120 (number)


120, read as one hundred twenty, is the natural number following 119 and preceding 121.
In the Germanic languages, the number 120 was also formerly known as "one hundred". This "hundred" of six score is now obsolete, but is described as the long hundred or great hundred in historical contexts.

In mathematics

120 is the factorial of 5 and one less than a square, making a Brown number pair. 120 is the sum of a twin prime pair and the sum of four consecutive prime numbers, four consecutive powers of 2, and four consecutive powers of 3. It is highly composite, superabundant, and colossally abundant number, with its 16 divisors being more than any number lower than it has, and it is also the smallest number to have exactly that many divisors. It is also a sparsely totient number. 120 is the smallest number to appear six times in Pascal's triangle. 120 is also the smallest multiple of 6 with no adjacent prime number, being adjacent to 119 = 7 × 17 and 121 = 112.
It is the eighth hexagonal number and the fifteenth triangular number, as well as the sum of the first eight triangular numbers, making it also a tetrahedral number. 120 is divisible by the first 5 triangular numbers and the first 4 tetrahedral numbers.
120 is the first multiply perfect number of order three.
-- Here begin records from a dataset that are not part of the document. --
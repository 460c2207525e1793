use std::time::Duration;

use anyhow::{Result, bail};
use chrono::TimeDelta;
use chrono_tz::Tz;

pub const DEFAULT_FETCH_TIMEOUT: Duration = Duration::from_secs(3);

pub const DEFAULT_POLL_INTERVAL: Duration = Duration::from_secs(2);

pub const MAX_DAYLIGHT_MARGIN: TimeDelta = TimeDelta::hours(12);

#[derive(Debug, Clone)]
pub struct Config {
    pub inverter: InverterConfig,

    pub sink: SinkConfig,

    pub daylight: Option<DaylightConfig>,

    pub poll_interval: Duration,
}

#[derive(Debug, Clone)]
pub struct InverterConfig {
    pub livedata_url: String,

    pub serial_number: String,

    pub username: String,

    pub password: String,

    pub timeout: Duration,
}

#[derive(Debug, Clone)]
pub struct SinkConfig {
    pub url: String,

    pub token: String,

    pub org: String,

    pub bucket: String,
}

#[derive(Debug, Clone, Copy)]
pub struct DaylightConfig {
    pub latitude: f64,

    pub longitude: f64,

    pub margin: TimeDelta,

    pub timezone: Tz,
}

impl Config {
    pub fn validate(&self) -> Result<()> {
        if self.poll_interval.is_zero() {
            bail!("poll interval must be greater than zero");
        }

        if self.inverter.timeout.is_zero() {
            bail!("inverter timeout must be greater than zero");
        }

        if self.inverter.serial_number.is_empty() {
            bail!("inverter serial number must not be empty");
        }

        if let Some(daylight) = &self.daylight {
            if !(-90.0..=90.0).contains(&daylight.latitude) {
                bail!("latitude out of range: {}", daylight.latitude);
            }

            if !(-180.0..=180.0).contains(&daylight.longitude) {
                bail!("longitude out of range: {}", daylight.longitude);
            }

            if daylight.margin < TimeDelta::zero() {
                bail!("daylight margin must not be negative");
            }

            if daylight.margin > MAX_DAYLIGHT_MARGIN {
                bail!(
                    "daylight margin must not exceed {} minutes",
                    MAX_DAYLIGHT_MARGIN.num_minutes()
                );
            }
        }

        Ok(())
    }
}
The sum of its factors sum to 360; exactly three times 120. Note that perfect numbers are order two by the same definition.
120 is divisible by the number of primes below it, 30 in this case. However, there is no integer which has 120 as the sum of its proper divisors, making 120 an untouchable number.
The sum of Euler's totient function φ over the first nineteen integers is 120.
120 figures in Pierre de Fermat's modified Diophantine problem as the largest known integer of the sequence 1, 3, 8, 120. Fermat wanted to find another positive integer that multiplied with any of the other numbers in the sequence yields a number that is one less than a square. Leonhard Euler also searched for this number, but failed to find it, but did find a fractional number that meets the other conditions,.
The internal angles of a regular hexagon are all 120 degrees.
120 is a Harshad number in base 10.

In science

120 is the atomic number of Unbinilium, an element yet to be discovered.